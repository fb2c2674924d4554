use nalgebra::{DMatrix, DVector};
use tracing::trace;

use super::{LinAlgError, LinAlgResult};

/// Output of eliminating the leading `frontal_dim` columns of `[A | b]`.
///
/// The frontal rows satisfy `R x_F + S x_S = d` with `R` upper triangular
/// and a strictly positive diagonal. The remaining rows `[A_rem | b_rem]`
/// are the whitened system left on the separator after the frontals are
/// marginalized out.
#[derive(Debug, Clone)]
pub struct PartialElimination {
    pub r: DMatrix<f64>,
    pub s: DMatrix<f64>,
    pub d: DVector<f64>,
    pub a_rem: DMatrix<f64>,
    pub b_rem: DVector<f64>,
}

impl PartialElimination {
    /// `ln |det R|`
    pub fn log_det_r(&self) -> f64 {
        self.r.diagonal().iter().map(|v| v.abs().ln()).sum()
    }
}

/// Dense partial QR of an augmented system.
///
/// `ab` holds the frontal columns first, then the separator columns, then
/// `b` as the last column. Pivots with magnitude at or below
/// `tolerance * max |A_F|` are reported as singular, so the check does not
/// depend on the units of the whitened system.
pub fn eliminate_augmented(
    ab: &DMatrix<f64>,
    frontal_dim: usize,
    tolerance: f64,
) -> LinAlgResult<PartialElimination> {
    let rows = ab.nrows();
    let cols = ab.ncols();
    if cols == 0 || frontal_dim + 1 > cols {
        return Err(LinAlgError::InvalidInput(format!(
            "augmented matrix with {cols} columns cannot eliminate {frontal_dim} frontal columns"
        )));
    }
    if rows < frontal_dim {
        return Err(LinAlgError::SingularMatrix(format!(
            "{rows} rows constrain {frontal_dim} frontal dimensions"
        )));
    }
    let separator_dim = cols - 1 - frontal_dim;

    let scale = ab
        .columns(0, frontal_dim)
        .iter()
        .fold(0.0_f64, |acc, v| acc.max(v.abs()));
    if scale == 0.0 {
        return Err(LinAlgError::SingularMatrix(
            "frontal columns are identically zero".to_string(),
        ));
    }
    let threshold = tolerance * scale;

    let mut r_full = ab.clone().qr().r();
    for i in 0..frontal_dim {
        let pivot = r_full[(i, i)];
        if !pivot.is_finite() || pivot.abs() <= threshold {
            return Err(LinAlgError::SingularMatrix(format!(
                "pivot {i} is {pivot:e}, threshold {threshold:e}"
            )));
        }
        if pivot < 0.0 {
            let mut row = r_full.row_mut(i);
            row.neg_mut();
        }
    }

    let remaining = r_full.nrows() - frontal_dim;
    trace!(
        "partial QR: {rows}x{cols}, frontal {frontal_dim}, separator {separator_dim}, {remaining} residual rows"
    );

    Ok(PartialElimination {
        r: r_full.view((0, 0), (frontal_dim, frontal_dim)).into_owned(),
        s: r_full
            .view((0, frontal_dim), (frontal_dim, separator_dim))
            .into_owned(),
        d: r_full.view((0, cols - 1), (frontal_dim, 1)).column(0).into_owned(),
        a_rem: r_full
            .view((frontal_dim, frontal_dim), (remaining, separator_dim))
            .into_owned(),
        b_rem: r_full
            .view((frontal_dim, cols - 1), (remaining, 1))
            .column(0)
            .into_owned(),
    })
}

* [Task description] Which of the lines in the listing above include "format"? Report each of them.

* [Written response]
        return Err(LinAlgError::InvalidInput(format!(
        return Err(LinAlgError::SingularMatrix(format!(
            return Err(LinAlgError::SingularMatrix(format!(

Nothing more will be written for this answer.